US-based Zipline, a key player in advancing autonomous logistics in Africa, recently signed an agreement with Rwandan officials to expand its operations, a move that signals just how far this vision has come.

"In 2016, Rwanda made a decision that changed health access forever," said Caitlin Burton, CEO of Zipline Africa.

"Rwanda did not ask whether it had been done before. It asked whether it could work and whether it could save lives. They tested it, measured it, and when the data proved the impact, they scaled it. Today, Rwanda is doing it again."

The expansion reinforces Rwanda's position as a global leader in AI, robotics and autonomous logistics, delivering cost-effective, life-saving healthcare to millions. As part of the deal, Zipline will also establish a new AI and robotics testing facility in the country to support aircraft performance trials, safety systems and next-generation logistics software, while helping to develop local talent. Rwanda isn't just adopting technology; it's building the infrastructure to own it.

AI Drones: transforming fields, forests, mines

Beyond healthcare, commercial drone applications are transforming industries that might seem far removed from high-tech innovation.

In drone technology for agriculture, companies such as Aerobotics are using the technology to scan crops, detect pests and improve yields. Its Drone Scan platform uses multispectral cameras and thermal sensors to capture detailed imagery of orchards and vineyards. AI-powered data analytics then processes this information to generate insights that support more informed, data-driven decisions, putting satellite-level intelligence in the hands of individual farmers.

In wildlife conservation, drones are helping park rangers in Kenya and Tanzania track poachers and monitor endangered species across vast reserves, covering in minutes what would take rangers days on foot.

In infrastructure, utilities are deploying industrial drones to inspect power lines, railways and roads more safely and efficiently than manual methods.
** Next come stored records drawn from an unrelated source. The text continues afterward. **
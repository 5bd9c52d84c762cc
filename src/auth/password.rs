use std::sync::Arc;

use anyhow::Context;
use argon2::{
    password_hash::{PasswordHash, PasswordHasher, PasswordVerifier, SaltString},
    Algorithm, Argon2, Params, Version,
};
use rand::rngs::OsRng;
use tracing::error;

use crate::{auth::errors::AuthError, config::Argon2Config};

/// Argon2id hasher. Every call builds its own `Argon2` context, so clones can
/// be moved into blocking tasks and run in parallel.
#[derive(Clone)]
pub struct Argon2Hasher {
    params: Params,
    // Verified against when the email is unknown, so both login failures cost the same.
    dummy_hash: Arc<str>,
}

impl Argon2Hasher {
    pub fn new(cfg: Argon2Config) -> anyhow::Result<Self> {
        let params = Params::new(cfg.memory_kib, cfg.iterations, cfg.parallelism, None)
            .map_err(|e| anyhow::anyhow!("{e}"))
            .context("invalid ARGON2_* parameters")?;
        let mut hasher = Self {
            params,
            dummy_hash: Arc::from(""),
        };
        let dummy = hasher
            .hash("credential-auth-dummy-password")
            .context("hash dummy password")?;
        hasher.dummy_hash = Arc::from(dummy);
        Ok(hasher)
    }

    fn argon2(&self) -> Argon2<'static> {
        Argon2::new(Algorithm::Argon2id, Version::V0x13, self.params.clone())
    }

    pub fn hash(&self, plain: &str) -> Result<String, AuthError> {
        let salt = SaltString::generate(&mut OsRng);
        let hash = self
            .argon2()
            .hash_password(plain.as_bytes(), &salt)
            .map_err(|e| {
                error!(error = %e, "argon2 hash_password error");
                AuthError::HashingFailure(e.to_string())
            })?
            .to_string();
        Ok(hash)
    }

    /// Constant-time check of `plain` against a PHC-encoded hash. The cost
    /// parameters embedded in the hash are used, not the current config.
    pub fn verify(&self, plain: &str, hash: &str) -> Result<bool, AuthError> {
        let parsed = PasswordHash::new(hash).map_err(|e| {
            error!(error = %e, "argon2 parse hash error");
            AuthError::HashingFailure(e.to_string())
        })?;
        Ok(self
            .argon2()
            .verify_password(plain.as_bytes(), &parsed)
            .is_ok())
    }

    /// Burns one verification and always reports failure.
    pub fn verify_dummy(&self, plain: &str) -> bool {
        let _ = self.verify(plain, &self.dummy_hash);
        false
    }
}

/// Server-side password rule. The default enforces nothing.
#[derive(Debug, Clone, Default, PartialEq, Eq)]
pub struct PasswordPolicy {
    pub min_length: usize,
    /// Requires at least one lowercase letter, one uppercase letter and one digit.
    pub require_mixed: bool,
}

impl PasswordPolicy {
    pub fn check(&self, password: &str) -> Result<(), AuthError> {
        if password.chars().count() < self.min_length {
            return Err(AuthError::WeakPassword(format!(
                "Password must be at least {} characters",
                self.min_length
            )));
        }
        if self.require_mixed {
            let lower = password.chars().any(char::is_lowercase);
            let upper = password.chars().any(char::is_uppercase);
            let digit = password.chars().any(|c| c.is_ascii_digit());
            if !(lower && upper && digit) {
                return Err(AuthError::WeakPassword(
                    "Password must contain uppercase, lowercase and a number".into(),
                ));
            }
        }
        Ok(())
    }
}
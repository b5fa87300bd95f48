use serde::{Deserialize, Serialize};
use std::fmt;
use std::num::NonZeroU32;

use crate::error::{Error, Result};

/// Display data for one entry of the category table.
#[derive(Debug, Clone, Copy, PartialEq, Eq)]
pub struct CategoryInfo {
    pub name: &'static str,
    pub icon: &'static str,
}

/// The fixed category table. Category indices are 1-based into this list.
pub static CATEGORIES: [CategoryInfo; 9] = [
    CategoryInfo { name: "home", icon: "⌂" },
    CategoryInfo { name: "work", icon: "▣" },
    CategoryInfo { name: "shopping", icon: "◍" },
    CategoryInfo { name: "health", icon: "✚" },
    CategoryInfo { name: "finance", icon: "$" },
    CategoryInfo { name: "family", icon: "♥" },
    CategoryInfo { name: "study", icon: "✎" },
    CategoryInfo { name: "travel", icon: "✈" },
    CategoryInfo { name: "other", icon: "•" },
];

/// A 1-based category index. Zero and negative indices cannot be constructed.
#[derive(Debug, Clone, Copy, PartialEq, Eq, PartialOrd, Ord, Hash, Serialize, Deserialize)]
#[serde(try_from = "i64", into = "i64")]
pub struct Category(NonZeroU32);

impl Category {
    pub fn new(index: i64) -> Result<Self> {
        if index < 1 {
            return Err(Error::InvalidCategory(index));
        }
        u32::try_from(index)
            .ok()
            .and_then(NonZeroU32::new)
            .map(Self)
            .ok_or(Error::CategoryOutOfRange(index))
    }

    pub fn index(self) -> u32 {
        self.0.get()
    }

    /// Look up the table entry. Indices past the end of the table are an error.
    pub fn info(self) -> Result<&'static CategoryInfo> {
        CATEGORIES
            .get(self.index() as usize - 1)
            .ok_or(Error::UnknownCategory(self.index()))
    }
}

impl Default for Category {
    fn default() -> Self {
        Self(NonZeroU32::MIN)
    }
}

impl TryFrom<i64> for Category {
    type Error = Error;

    fn try_from(index: i64) -> Result<Self> {
        Self::new(index)
    }
}

impl From<Category> for i64 {
    fn from(category: Category) -> Self {
        category.index() as i64
    }
}

impl fmt::Display for Category {
    fn fmt(&self, f: &mut fmt::Formatter<'_>) -> fmt::Result {
        write!(f, "{}", self.index())
    }
}
use serde::{Deserialize, Serialize};
use serde_json::Value;

use crate::error::{Error, Result};

/// An identifier as it appears on the wire: the remote feed uses numbers,
/// older saves may hold strings.
#[derive(Debug, Clone, PartialEq, Eq, Serialize, Deserialize)]
#[serde(untagged)]
pub enum RawId {
    Number(i64),
    Text(String),
}

/// The flat shape shared by the remote feed and local storage.
///
/// Fields are mapped by name. Unknown fields are ignored; missing optional
/// fields default (`null` is treated the same as missing).
#[derive(Debug, Clone, PartialEq, Eq, Serialize, Deserialize)]
pub struct TaskRecord {
    pub id: RawId,
    pub category: i64,
    #[serde(default)]
    pub urgency: Option<String>,
    #[serde(default)]
    pub date: Option<String>,
    #[serde(default)]
    pub content: Option<String>,
    #[serde(default)]
    pub user: Option<String>,
    #[serde(default)]
    pub checked: Option<bool>,
}

/// Decode a JSON document holding either an array of records or a single record.
///
/// The document itself must be well-formed. Individual entries that do not
/// fit the record shape are skipped with a warning.
pub fn decode_records(json: &str) -> Result<Vec<TaskRecord>> {
    let entries = match serde_json::from_str::<Value>(json)? {
        Value::Array(entries) => entries,
        obj @ Value::Object(_) => vec![obj],
        other => {
            return Err(Error::InvalidRecord(format!(
                "expected an array of tasks, got {}",
                kind_of(&other)
            )));
        }
    };

    let mut records = Vec::with_capacity(entries.len());
    for (i, entry) in entries.into_iter().enumerate() {
        match serde_json::from_value::<TaskRecord>(entry) {
            Ok(record) => records.push(record),
            Err(e) => log::warn!("Skipping task entry {}: {}", i, e),
        }
    }
    Ok(records)
}

pub fn encode_records(records: &[TaskRecord]) -> Result<String> {
    Ok(serde_json::to_string(records)?)
}

fn kind_of(value: &Value) -> &'static str {
    match value {
        Value::Null => "null",
        Value::Bool(_) => "a boolean",
        Value::Number(_) => "a number",
        Value::String(_) => "a string",
        Value::Array(_) => "an array",
        Value::Object(_) => "an object",
    }
}
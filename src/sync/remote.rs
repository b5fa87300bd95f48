use reqwest::Client;

use crate::core::record::{TaskRecord, decode_records};
use crate::error::{Error, Result};

/// Somewhere a baseline set of task records can be fetched from.
#[allow(async_fn_in_trait)]
pub trait TaskSource {
    async fn fetch_records(&self) -> Result<Vec<TaskRecord>>;
}

/// Fetches the baseline task feed from a fixed URL with a plain GET.
///
/// No authentication, pagination, retry or timeout.
pub struct RemoteLoader {
    url: String,
    http: Client,
}

impl RemoteLoader {
    pub fn new(url: &str) -> Result<Self> {
        let http = Client::builder()
            .user_agent(concat!("tasklist/", env!("CARGO_PKG_VERSION")))
            .build()?;
        Ok(Self::with_client(url, http))
    }

    pub fn with_client(url: &str, http: Client) -> Self {
        Self {
            url: url.trim().to_string(),
            http,
        }
    }

    pub fn url(&self) -> &str {
        &self.url
    }
}

impl TaskSource for RemoteLoader {
    async fn fetch_records(&self) -> Result<Vec<TaskRecord>> {
        log::info!("Fetching tasks from {}", self.url);
        let resp = self
            .http
            .get(&self.url)
            .header("Accept", "application/json")
            .send()
            .await?;

        let status = resp.status();
        if !status.is_success() {
            return Err(Error::Status(status));
        }

        let body = resp.text().await?;
        let records = decode_records(&body)?;
        log::info!("Fetched {} task records", records.len());
        Ok(records)
    }
}

/// A fixed in-memory feed.
#[derive(Debug, Clone, Default)]
pub struct StaticSource {
    pub records: Vec<TaskRecord>,
}

impl StaticSource {
    pub fn new(records: Vec<TaskRecord>) -> Self {
        Self { records }
    }

    pub fn from_json(json: &str) -> Result<Self> {
        Ok(Self::new(decode_records(json)?))
    }
}

impl TaskSource for StaticSource {
    async fn fetch_records(&self) -> Result<Vec<TaskRecord>> {
        Ok(self.records.clone())
    }
}

/// A feed that always fails, as an unreachable endpoint would.
#[derive(Debug, Clone, Copy, Default)]
pub struct UnreachableSource;

impl TaskSource for UnreachableSource {
    async fn fetch_records(&self) -> Result<Vec<TaskRecord>> {
        Err(Error::Io(std::io::Error::new(
            std::io::ErrorKind::ConnectionRefused,
            "remote unreachable",
        )))
    }
}

#[cfg(test)]
mod tests {
    use super::*;
    use crate::storage::{MemoryStore, TaskStorage};
    use crate::store::TaskStore;
    use chrono::{NaiveDate, NaiveDateTime};
    use tokio::io::{AsyncReadExt, AsyncWriteExt};
    use tokio::net::TcpListener;

    /// Answer a single request on a local port with `status` and `body`.
    async fn serve_once(status: &'static str, body: &'static str) -> String {
        let listener = TcpListener::bind("127.0.0.1:0").await.unwrap();
        let addr = listener.local_addr().unwrap();
        tokio::spawn(async move {
            let (mut socket, _) = listener.accept().await.unwrap();
            let mut request = Vec::new();
            let mut buf = [0u8; 1024];
            while !request.windows(4).any(|w| w == b"\r\n\r\n") {
                let n = socket.read(&mut buf).await.unwrap();
                if n == 0 {
                    break;
                }
                request.extend_from_slice(&buf[..n]);
            }
            let response = format!(
                "HTTP/1.1 {}\r\nContent-Type: application/json\r\n\
                 Content-Length: {}\r\nConnection: close\r\n\r\n{}",
                status,
                body.len(),
                body
            );
            socket.write_all(response.as_bytes()).await.unwrap();
            socket.shutdown().await.unwrap();
        });
        format!("http://{}/tasks.json", addr)
    }

    fn local_loader(url: &str) -> RemoteLoader {
        let http = Client::builder().no_proxy().build().unwrap();
        RemoteLoader::with_client(url, http)
    }

    fn now() -> NaiveDateTime {
        NaiveDate::from_ymd_opt(2025, 1, 1)
            .unwrap()
            .and_hms_opt(0, 0, 0)
            .unwrap()
    }

    fn store_with_saved_tasks() -> TaskStore<MemoryStore> {
        let mut backend = MemoryStore::new();
        backend.insert(
            "tasks",
            r#"[{"id":2,"category":1,"content":"saved","user":"Dana"},{"id":9,"category":2}]"#,
        );
        TaskStore::new(TaskStorage::new(backend, "tasks"))
    }

    #[tokio::test]
    async fn static_source_yields_its_records() {
        let source =
            StaticSource::from_json(r#"[{"id":1,"category":1},{"id":2,"category":2}]"#).unwrap();
        assert_eq!(source.fetch_records().await.unwrap().len(), 2);
    }

    #[tokio::test]
    async fn unreachable_source_errors() {
        assert!(UnreachableSource.fetch_records().await.is_err());
    }

    #[test]
    fn loader_trims_url() {
        let loader = RemoteLoader::new("  https://example.com/tasks.json \n").unwrap();
        assert_eq!(loader.url(), "https://example.com/tasks.json");
    }

    #[tokio::test]
    async fn loader_decodes_a_successful_response() {
        let url = serve_once("200 OK", r#"[{"id":1,"category":1},{"id":"x","category":2}]"#).await;
        let records = local_loader(&url).fetch_records().await.unwrap();
        assert_eq!(records.len(), 2);
    }

    #[tokio::test]
    async fn loader_reports_error_status() {
        let url = serve_once("500 Internal Server Error", "").await;
        let result = local_loader(&url).fetch_records().await;
        assert!(matches!(
            result,
            Err(Error::Status(status)) if status == reqwest::StatusCode::INTERNAL_SERVER_ERROR
        ));
    }

    #[tokio::test]
    async fn loader_rejects_a_body_that_is_not_json() {
        let url = serve_once("200 OK", "not json").await;
        let result = local_loader(&url).fetch_records().await;
        assert!(matches!(result, Err(Error::Json(_))));
    }

    #[tokio::test]
    async fn server_error_still_restores_saved_tasks() {
        let url = serve_once("500 Internal Server Error", "").await;
        let mut store = store_with_saved_tasks();
        store.load(&local_loader(&url), now()).await;
        assert_eq!(store.len(), 2);
        assert_eq!(store.get(2u64).unwrap().content, "saved");
        assert_eq!(store.next_id(), Some(10));
    }

    #[tokio::test]
    async fn malformed_feed_still_restores_saved_tasks() {
        let url = serve_once("200 OK", "<html>oops</html>").await;
        let mut store = store_with_saved_tasks();
        store.load(&local_loader(&url), now()).await;
        assert_eq!(store.len(), 2);
        assert_eq!(store.next_id(), Some(10));
    }
}
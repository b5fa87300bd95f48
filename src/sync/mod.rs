pub mod remote;

pub use remote::{RemoteLoader, StaticSource, TaskSource, UnreachableSource};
And underground, where conditions are most hazardous, the results are striking. When Flyability's Elios 3 drone was used to survey a gold mine in Zimbabwe, it achieved 90% survey coverage in an area that previously reached only 50%. The drone required just a single access point, unlike traditional methods that need multiple entry points, slowing the process and increasing risk. It completed the mission in a seven-minute flight, without additional scans, far faster than any handheld alternative.

Autonomous ground vehicles enter African markets

The autonomous vehicle technology revolution isn't confined to the skies. As drone technology in Africa spreads, a parallel shift is taking shape on the ground.

UAE-based Micropolis Robotics recently signed an agreement with AfricAI Limited to develop three customised autonomous ground vehicles (AGVs), alongside a multi-year distribution deal across several African markets. The vehicles will be tailored for police and public safety, border control and remote surveillance, as well as agricultural automation.

Under the agreement, AfricAI will hold exclusive distribution rights in the Economic Community of West African States (ECOWAS), South Africa, the Democratic Republic of Congo and Tanzania, a footprint that spans some of the continent's most strategically significant markets.

"Africa is a dynamic and rapidly evolving region with increasing demand for intelligent automation solutions," said Fareed Aljawhari, CEO of Micropolis Robotics.

The age of drones and autonomous technology in Africa, though still in its infancy, is truly upon us. And if history is any guide, the continent won't just adopt this technology. It will shape it.